Jean-Bertrand Aristide est de retour.
Encore une fois. Depuis le début des années 80, homme d'Église ou homme
politique, il revient, avec une constance marquée, au pays ou au-devant de la
scène, porteur de peur et d'espérance. Revenir — d'études, d'exil, au pouvoir,
de disgrâce — est pour Aristide une habitude. Ce mercredi, c'est Port-au-Prince
qui l'a revu. Pour la première fois, depuis février 2004. Presque dix ans.
Jean-Bertrand Aristide avait rendez-vous avec la justice. Il est un citoyen
comme les autres. Même si ceux qui le disent ne le croient pas.
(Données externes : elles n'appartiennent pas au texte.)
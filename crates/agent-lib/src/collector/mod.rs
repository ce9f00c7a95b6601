//! Per-container metric collection
//!
//! This module provides the stat collector that takes one snapshot of an
//! app's counters per tick: CPU and memory counters from the container
//! runtime, and per-interface network counters read through a persistent
//! in-container probe session. It also hosts the per-app reporter loop and
//! container discovery.

mod discovery;
#[cfg(feature = "docker")]
mod docker;
mod r#loop;
mod netdev;
mod session;


pub use discovery::{
    discover_existing_containers, ContainerEvent, ContainerSource, ContainerSummary,
    ContainerWatcher, DiscoveryReport, WatcherConfig, WatcherHandle,
};
#[cfg(feature = "docker")]
pub use docker::DockerRuntime;
pub use netdev::{parse_net_dev, NETDEV_COMMAND};
pub use r#loop::{Reporter, ReporterConfig, ReporterHandle, ReporterState};
pub use session::{ProbeInput, ProbeOutput, ProbeSession, END_MARKER};

use crate::error::{CollectError, RuntimeError};
use crate::models::{metric, Snapshot};
use std::future::Future;
use std::sync::Arc;
use std::time::Duration;
use tracing::info;

pub use async_trait::async_trait;

/// Default virtual-LAN interface prefix
pub const DEFAULT_VLAN_PREFIX: &str = "vnbe";

/// CPU and memory counters returned by one runtime stats call
#[derive(Debug, Clone, Copy, Default, PartialEq, Eq)]
pub struct RuntimeStats {
    /// Cumulative user-mode CPU time in nanoseconds
    pub cpu_user: u64,
    /// Cumulative kernel-mode CPU time in nanoseconds
    pub cpu_system: u64,
    /// Cumulative total CPU time in nanoseconds
    pub cpu_total: u64,
    pub mem_usage: u64,
    pub mem_max_usage: u64,
    pub mem_rss: u64,
}

/// Container runtime primitives consumed by the agent
#[async_trait]
pub trait ContainerRuntime: Send + Sync {
    /// One-shot CPU/memory counters for a container
    async fn stats(&self, container_id: &str) -> Result<RuntimeStats, CollectError>;

    /// Start a long-lived shell in the container that runs `command` on
    /// every `ProbeSession::run`
    async fn open_probe_session(
        &self,
        container_id: &str,
        command: &str,
    ) -> Result<ProbeSession, CollectError>;

    /// Request a graceful stop, killing after `grace`
    async fn stop_container(&self, container_id: &str, grace: Duration)
        -> Result<(), RuntimeError>;
}

/// Configuration for the stat collector
#[derive(Debug, Clone)]
pub struct CollectorConfig {
    /// Interface name prefix of the virtual LAN devices
    pub vlan_prefix: String,
    /// Deadline for one runtime stats call
    pub stats_timeout: Duration,
    /// Deadline for one probe run, including reading its output
    pub probe_timeout: Duration,
}

impl Default for CollectorConfig {
    fn default() -> Self {
        Self {
            vlan_prefix: DEFAULT_VLAN_PREFIX.to_string(),
            stats_timeout: Duration::from_secs(2),
            probe_timeout: Duration::from_secs(2),
        }
    }
}

/// Takes snapshots of an app's counters
pub struct StatCollector {
    runtime: Arc<dyn ContainerRuntime>,
    config: CollectorConfig,
}

impl StatCollector {
    pub fn new(runtime: Arc<dyn ContainerRuntime>, config: CollectorConfig) -> Self {
        Self { runtime, config }
    }

    /// Open the network probe session used for the app's whole lifetime
    pub async fn open_session(&self, container_id: &str) -> Result<ProbeSession, CollectError> {
        with_deadline(
            "probe session",
            self.config.probe_timeout,
            self.runtime.open_probe_session(container_id, NETDEV_COMMAND),
        )
        .await
    }

    /// Take one snapshot. Any failure aborts the whole snapshot.
    ///
    /// A session broken by an earlier failure is replaced before use; a
    /// healthy one is reused as is.
    pub async fn collect(
        &self,
        container_id: &str,
        session: &mut ProbeSession,
    ) -> Result<Snapshot, CollectError> {
        if session.is_broken() {
            info!(container_id = %container_id, "Reopening probe session");
            *session = self.open_session(container_id).await?;
        }

        let stats = with_deadline(
            "stats",
            self.config.stats_timeout,
            self.runtime.stats(container_id),
        )
        .await?;

        let mut snapshot = Snapshot::new();
        snapshot.insert(metric::CPU_USER.to_string(), stats.cpu_user);
        snapshot.insert(metric::CPU_SYSTEM.to_string(), stats.cpu_system);
        snapshot.insert(metric::CPU_USAGE.to_string(), stats.cpu_total);
        snapshot.insert(metric::MEM_USAGE.to_string(), stats.mem_usage);
        snapshot.insert(metric::MEM_MAX_USAGE.to_string(), stats.mem_max_usage);
        snapshot.insert(metric::MEM_RSS.to_string(), stats.mem_rss);

        let output = with_deadline("network probe", self.config.probe_timeout, session.run())
            .await
            .map_err(|e| {
                // a run abandoned at the deadline leaves unread output behind
                session.mark_broken();
                e
            })?;

        let network = parse_net_dev(&output, &self.config.vlan_prefix);
        tracing::trace!(
            container_id = %container_id,
            interfaces = network.len() / 8,
            "Container network counters"
        );
        snapshot.extend(network);

        Ok(snapshot)
    }
}

async fn with_deadline<T>(
    operation: &'static str,
    timeout: Duration,
    fut: impl Future<Output = Result<T, CollectError>>,
) -> Result<T, CollectError> {
    match tokio::time::timeout(timeout, fut).await {
        Ok(result) => result,
        Err(_) => Err(CollectError::Timeout { operation, timeout }),
    }
}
Le directeur
général de la Police nationale d'Haïti, Godson Aurélus, martial, en annonçant,
moins de vingt-quatre heures avant l'audition d'Aristide par le juge Yvickel
Dabrésil, que toute manifestation est interdite sur la voie publique, confirme
que l'homme de Tabarre est différent. « L'accompagnement » des militants qui
n'étaient pas appelés à manifester, pour reprendre les termes du Dr Maryse
Narcisse, porte-parole du parti Fanmi Lavalas d'Aristide, a eu un effet boeuf.
L'attroupement depuis la veille de ses partisans devant sa résidence, le
déploiement massif des forces de sécurité, le cortège imposant, la foule
euphorique, l'implication curieuse des médias comme de la population, tout
indiquait que la justice ne recevait pas n'importe qui. L'homme de Tabarre
n'est pas un citoyen comme les autres. Aristide est de retour. En politique.
Une déclaration de Richard Morse, la montée de l'attention, tout concorde. Un
acteur majeur reprend du service. Pour qui ? Pas pour lui : la Constitution en
vigueur lui barre la route de la présidence pour un troisième mandat. Peut-être
pour les siens, pour le prochain combat électoral. Depuis 1990, Aristide a
toujours eu rendez-vous avec la nation. Avec ses promesses. Avec son projet.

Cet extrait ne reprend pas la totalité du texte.